We have used the V&A Exhibition Road Quarter to tell the story of the V&A. We reflect its values, its commitment to daring and innovation.


There is no other institution that would be quite so audacious in its commission, in the blend of the old and new, and in the daring of the construction process to realise it.


Indeed, the V&A Exhibition Road Quarter scheme is an engineering feat with extraordinarily challenging structural works, all carried out while the Museum remained fully accessible to the public. The project and its subterranean gallery 18m below the courtyard necessitated piling almost 50m down within 1m of a Grade I Listed building and underpinning a wing of the V&A and its collection while the Museum was fully operational.

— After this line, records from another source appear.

//! Derived tag index over the people collection.
//!
//! # Responsibility
//! - Aggregate distinct tags and per-tag member counts on demand.
//!
//! # Invariants
//! - Purely derived from the collection; recomputed per call, never cached.
//! - Tag matching is exact and case-sensitive.

use crate::model::person::Person;
use std::collections::BTreeSet;

/// All distinct tags across the collection, sorted lexicographically.
pub fn unique_tags(people: &[Person]) -> Vec<String> {
    let mut tags = BTreeSet::new();
    for person in people {
        for tag in &person.tags {
            tags.insert(tag.clone());
        }
    }
    tags.into_iter().collect()
}

/// Number of people whose `tags` contains exactly `tag`.
pub fn tag_count(people: &[Person], tag: &str) -> usize {
    people
        .iter()
        .filter(|person| person.tags.iter().any(|t| t == tag))
        .count()
}

#[cfg(test)]
mod tests {
    use super::{tag_count, unique_tags};
    use crate::model::person::Person;

    fn person_with_tags(tags: &[&str]) -> Person {
        Person::new("someone", tags.iter().map(|t| t.to_string()).collect(), "", None)
    }

    #[test]
    fn unique_tags_sorts_and_deduplicates() {
        let people = vec![
            person_with_tags(&["work", "gym"]),
            person_with_tags(&["gym", "family"]),
        ];
        assert_eq!(unique_tags(&people), vec!["family", "gym", "work"]);
    }

    #[test]
    fn tag_count_is_exact_and_case_sensitive() {
        let people = vec![
            person_with_tags(&["Work"]),
            person_with_tags(&["work"]),
            person_with_tags(&["work", "work"]),
        ];
        assert_eq!(tag_count(&people, "work"), 2);
        assert_eq!(tag_count(&people, "Work"), 1);
        assert_eq!(tag_count(&people, "wo"), 0);
    }

    #[test]
    fn empty_collection_yields_no_tags() {
        assert!(unique_tags(&[]).is_empty());
        assert_eq!(tag_count(&[], "work"), 0);
    }
}
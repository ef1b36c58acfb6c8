//! Backup document codec.
//!
//! # Responsibility
//! - Wrap the full people collection with export metadata.
//! - Classify incoming documents into parse, schema and record failures.
//!
//! # Invariants
//! - `parse_backup(export)` round-trips the collection structurally.
//! - Candidate records are returned unmodified; merging is the reconciler's
//!   job.

use crate::model::person::{now_timestamp, Person};
use chrono::NaiveDate;
use serde::{Deserialize, Serialize};
use serde_json::Value;
use std::error::Error;
use std::fmt::{Display, Formatter};

/// Application tag written into every exported document.
pub const BACKUP_APP_NAME: &str = "namerecall";
/// Backup format version tag.
pub const BACKUP_FORMAT_VERSION: &str = "1.0";

/// Classified backup input failure.
#[derive(Debug)]
pub enum BackupError {
    /// Input is not valid JSON at all.
    Format(String),
    /// Input parses but lacks the required top-level shape.
    Schema(String),
    /// One record fails field validation; the whole import is rejected.
    RecordValidation { index: usize, reason: String },
    /// Outbound serialization failed.
    Encode(String),
}

impl Display for BackupError {
    fn fmt(&self, f: &mut Formatter<'_>) -> std::fmt::Result {
        match self {
            Self::Format(message) => write!(f, "backup is not valid JSON: {message}"),
            Self::Schema(message) => write!(f, "backup has invalid shape: {message}"),
            Self::RecordValidation { index, reason } => {
                write!(f, "backup record {index} is invalid: {reason}")
            }
            Self::Encode(message) => write!(f, "failed to encode backup: {message}"),
        }
    }
}

impl Error for BackupError {}

/// Portable snapshot wrapping the full people collection.
#[derive(Debug, Clone, PartialEq, Eq, Serialize, Deserialize)]
#[serde(rename_all = "camelCase")]
pub struct BackupDocument {
    pub app_name: String,
    pub version: String,
    /// ISO-8601 export timestamp.
    pub export_date: String,
    pub people_count: usize,
    pub data: Vec<Person>,
}

/// Validated import candidates plus original document metadata for preview.
#[derive(Debug, Clone, PartialEq, Eq)]
pub struct ParsedBackup {
    /// Candidate records, unmodified and not yet merged.
    pub people: Vec<Person>,
    /// Exporter timestamp as declared by the document, if any.
    pub export_date: Option<String>,
    /// Record count as declared by the document, if any.
    pub declared_count: Option<u64>,
}

/// Wraps the current collection into a backup document.
pub fn export_document(people: &[Person]) -> BackupDocument {
    BackupDocument {
        app_name: BACKUP_APP_NAME.to_string(),
        version: BACKUP_FORMAT_VERSION.to_string(),
        export_date: now_timestamp(),
        people_count: people.len(),
        data: people.to_vec(),
    }
}

/// Renders a backup document as pretty-printed JSON.
pub fn document_to_json(document: &BackupDocument) -> Result<String, BackupError> {
    serde_json::to_string_pretty(document).map_err(|err| BackupError::Encode(err.to_string()))
}

/// Suggested file name for a backup exported on `date`.
pub fn backup_file_name(date: NaiveDate) -> String {
    format!("{}_backup_{}.json", BACKUP_APP_NAME, date.format("%Y-%m-%d"))
}

/// Validates and parses raw backup text into candidate records.
///
/// # Errors
/// - `BackupError::Format` for malformed JSON.
/// - `BackupError::Schema` when the top-level `data` field is missing or not
///   an array.
/// - `BackupError::RecordValidation` when any record lacks a non-empty `id`
///   or `name`, or its `tags` is not an array of strings. No partial
///   acceptance: the first bad record rejects the whole batch.
pub fn parse_backup(raw: &str) -> Result<ParsedBackup, BackupError> {
    let document: Value =
        serde_json::from_str(raw).map_err(|err| BackupError::Format(err.to_string()))?;

    let records = match document.get("data") {
        Some(Value::Array(records)) => records,
        Some(_) => {
            return Err(BackupError::Schema(
                "top-level `data` field is not an array".to_string(),
            ))
        }
        None => {
            return Err(BackupError::Schema(
                "top-level `data` field is missing".to_string(),
            ))
        }
    };

    let mut people = Vec::with_capacity(records.len());
    for (index, record) in records.iter().enumerate() {
        validate_record(index, record)?;
        let person: Person = serde_json::from_value(record.clone()).map_err(|err| {
            BackupError::RecordValidation {
                index,
                reason: err.to_string(),
            }
        })?;
        people.push(person);
    }

    Ok(ParsedBackup {
        people,
        export_date: document
            .get("exportDate")
            .and_then(Value::as_str)
            .map(str::to_string),
        declared_count: document.get("peopleCount").and_then(Value::as_u64),
    })
}

fn validate_record(index: usize, record: &Value) -> Result<(), BackupError> {
    let invalid = |reason: &str| BackupError::RecordValidation {
        index,
        reason: reason.to_string(),
    };

    let Some(fields) = record.as_object() else {
        return Err(invalid("record is not an object"));
    };

    match fields.get("id").and_then(Value::as_str) {
        Some(id) if !id.is_empty() => {}
        _ => return Err(invalid("missing or empty `id`")),
    }

    match fields.get("name").and_then(Value::as_str) {
        Some(name) if !name.is_empty() => {}
        _ => return Err(invalid("missing or empty `name`")),
    }

    if !fields.get("tags").is_some_and(Value::is_array) {
        return Err(invalid("`tags` is missing or not an array"));
    }

    Ok(())
}
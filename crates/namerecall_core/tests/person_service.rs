use namerecall_core::db::{open_db_in_memory, DbError};
use namerecall_core::store::StoreResult;
use namerecall_core::{
    parse_backup, PersonDraft, PersonFilter, PersonRepository, PersonService, PersonServiceError,
    RepoError, SnapshotStore, SqliteSnapshotStore, StoreError,
};
use rusqlite::Connection;

fn service_over(conn: &Connection) -> PersonService<SqliteSnapshotStore<'_>> {
    let repo = PersonRepository::load(SqliteSnapshotStore::new(conn)).unwrap();
    PersonService::new(repo)
}

/// Store whose writes are rejected as if the device were out of space.
struct FullDiskStore;

impl SnapshotStore for FullDiskStore {
    fn load_snapshot(&self) -> StoreResult<Option<String>> {
        Ok(None)
    }

    fn save_snapshot(&mut self, _payload: &str) -> StoreResult<()> {
        Err(StoreError::Db(DbError::Sqlite(
            rusqlite::Error::SqliteFailure(
                rusqlite::ffi::Error::new(rusqlite::ffi::SQLITE_FULL),
                Some("database or disk is full".to_string()),
            ),
        )))
    }
}

fn draft(name: &str, tags: &[&str]) -> PersonDraft {
    PersonDraft {
        id: None,
        name: name.to_string(),
        tags: tags.iter().map(|t| t.to_string()).collect(),
        memo: String::new(),
        avatar: None,
    }
}

#[test]
fn create_then_edit_preserves_id_and_color_variant() {
    let conn = open_db_in_memory().unwrap();
    let mut service = service_over(&conn);

    let created = service.save_person(draft("Alice", &["friend"])).unwrap();
    assert!(!created.updated_at.is_empty());

    let edited = service
        .save_person(PersonDraft {
            id: Some(created.id.clone()),
            name: "Alice B".to_string(),
            tags: vec!["friend".to_string(), "work".to_string()],
            memo: "promoted".to_string(),
            avatar: None,
        })
        .unwrap();

    assert_eq!(edited.id, created.id);
    assert_eq!(edited.color_variant, created.color_variant);
    assert_eq!(service.people().len(), 1);
    assert_eq!(service.people()[0].name, "Alice B");
}

#[test]
fn editing_unknown_id_fails_without_mutating() {
    let conn = open_db_in_memory().unwrap();
    let mut service = service_over(&conn);
    service.save_person(draft("Alice", &[])).unwrap();

    let err = service
        .save_person(PersonDraft {
            id: Some("missing99".to_string()),
            name: "Ghost".to_string(),
            ..Default::default()
        })
        .unwrap_err();
    assert!(matches!(err, PersonServiceError::PersonNotFound(_)));
    assert_eq!(service.people().len(), 1);
}

#[test]
fn delete_person_reports_whether_a_record_was_removed() {
    let conn = open_db_in_memory().unwrap();
    let mut service = service_over(&conn);
    let created = service.save_person(draft("Alice", &[])).unwrap();

    assert!(service.delete_person(&created.id).unwrap());
    assert!(!service.delete_person(&created.id).unwrap());
    assert!(service.people().is_empty());
}

#[test]
fn export_refuses_an_empty_collection() {
    let conn = open_db_in_memory().unwrap();
    let service = service_over(&conn);
    let err = service.export_backup().unwrap_err();
    assert!(matches!(err, PersonServiceError::NothingToExport));
}

#[test]
fn export_output_round_trips_through_the_codec() {
    let conn = open_db_in_memory().unwrap();
    let mut service = service_over(&conn);
    service.save_person(draft("Alice", &["friend"])).unwrap();
    service.save_person(draft("Bob", &[])).unwrap();

    let json = service.export_backup().unwrap();
    let parsed = parse_backup(&json).unwrap();
    assert_eq!(parsed.people, service.people());
}

#[test]
fn failed_preview_leaves_the_collection_unchanged() {
    let conn = open_db_in_memory().unwrap();
    let mut service = service_over(&conn);
    service.save_person(draft("Alice", &[])).unwrap();

    assert!(service.preview_import("{broken").is_err());
    assert!(service
        .preview_import(r#"{"data":[{"id":"x","tags":[]}]}"#)
        .is_err());
    assert_eq!(service.people().len(), 1);
    assert_eq!(service.people()[0].name, "Alice");
}

#[test]
fn import_merge_commits_one_persisted_snapshot() {
    let conn = open_db_in_memory().unwrap();
    let mut service = service_over(&conn);
    let alice = service.save_person(draft("Alice", &["friend"])).unwrap();

    let raw = format!(
        r#"{{"data":[
            {{"id":"{}","name":"Alice B","tags":["friend","work"]}},
            {{"id":"brandnew1","name":"Bob","tags":[]}}
        ]}}"#,
        alice.id
    );
    let plan = service.preview_import(&raw).unwrap();
    assert_eq!(plan.preview.new_count, 1);
    assert_eq!(plan.preview.update_count, 1);

    let outcome = service.import_merge(&plan.parsed.people).unwrap();
    assert_eq!(outcome.added, 1);
    assert_eq!(outcome.updated, 1);

    drop(service);
    let reloaded = PersonRepository::load(SqliteSnapshotStore::new(&conn)).unwrap();
    assert_eq!(reloaded.len(), 2);
    assert_eq!(reloaded.people()[0].name, "Alice B");
    assert_eq!(reloaded.people()[1].name, "Bob");
}

#[test]
fn import_overwrite_replaces_everything() {
    let conn = open_db_in_memory().unwrap();
    let mut service = service_over(&conn);
    service.save_person(draft("Alice", &[])).unwrap();
    service.save_person(draft("Bob", &[])).unwrap();

    let plan = service
        .preview_import(r#"{"data":[{"id":"only00001","name":"Zoe","tags":[]}]}"#)
        .unwrap();
    let replaced = service.import_overwrite(&plan.parsed.people).unwrap();
    assert_eq!(replaced, 1);
    assert_eq!(service.people().len(), 1);
    assert_eq!(service.people()[0].name, "Zoe");
}

#[test]
fn tag_index_and_filtered_views_follow_the_live_collection() {
    let conn = open_db_in_memory().unwrap();
    let mut service = service_over(&conn);
    service.save_person(draft("Alice", &["work", "friend"])).unwrap();
    service.save_person(draft("Bob", &["work"])).unwrap();

    assert_eq!(service.unique_tags(), vec!["friend", "work"]);
    assert_eq!(service.tag_count("work"), 2);
    assert_eq!(
        service.list_people(&PersonFilter::by_tag("work")).len(),
        2
    );

    let bob_id = service.people()[0].id.clone();
    service.delete_person(&bob_id).unwrap();
    assert_eq!(service.unique_tags(), vec!["friend", "work"]);
    assert_eq!(service.tag_count("work"), 1);
}

#[test]
fn stats_report_counts_and_snapshot_size() {
    let conn = open_db_in_memory().unwrap();
    let mut service = service_over(&conn);
    service.save_person(draft("Alice", &["friend"])).unwrap();

    let stats = service.stats().unwrap();
    assert_eq!(stats.people_count, 1);
    assert_eq!(stats.tag_count, 1);
    assert!(stats.snapshot_bytes > 2);
}

#[test]
fn rejected_snapshot_write_surfaces_as_a_repo_error() {
    let repo = PersonRepository::load(FullDiskStore).unwrap();
    let mut service = PersonService::new(repo);

    let err = service.save_person(draft("Alice", &[])).unwrap_err();
    assert!(matches!(
        err,
        PersonServiceError::Repo(RepoError::Store(_))
    ));
}

#[test]
fn stats_measure_the_persisted_snapshot_not_memory() {
    let repo = PersonRepository::load(FullDiskStore).unwrap();
    let mut service = PersonService::new(repo);
    // the write fails but the record stays in memory
    service.save_person(draft("Alice", &["friend"])).unwrap_err();

    let stats = service.stats().unwrap();
    assert_eq!(stats.people_count, 1);
    assert_eq!(stats.tag_count, 1);
    assert_eq!(stats.snapshot_bytes, 0);
}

Cambridge University, who work closely with engineers Arup, were so fascinated by the challenge that they have installed fibre optic monitoring systems into the tension piles – purely for research – so that tension reduction and uplift can be monitored. The findings will determine if traditional models based on elastic theory accurately represent reality. The results might advance engineering thinking in ways we could never have imagined at the outset.


It is another example of the V&A’s restless, pioneering spirit.


Afterword


On laying the foundation stone of the Aston Webb Building in 1899, Queen Victoria remarked that “I trust that the Museum will remain for ages a Monument of discerning Liberality and a Source of Refinement and Progress.”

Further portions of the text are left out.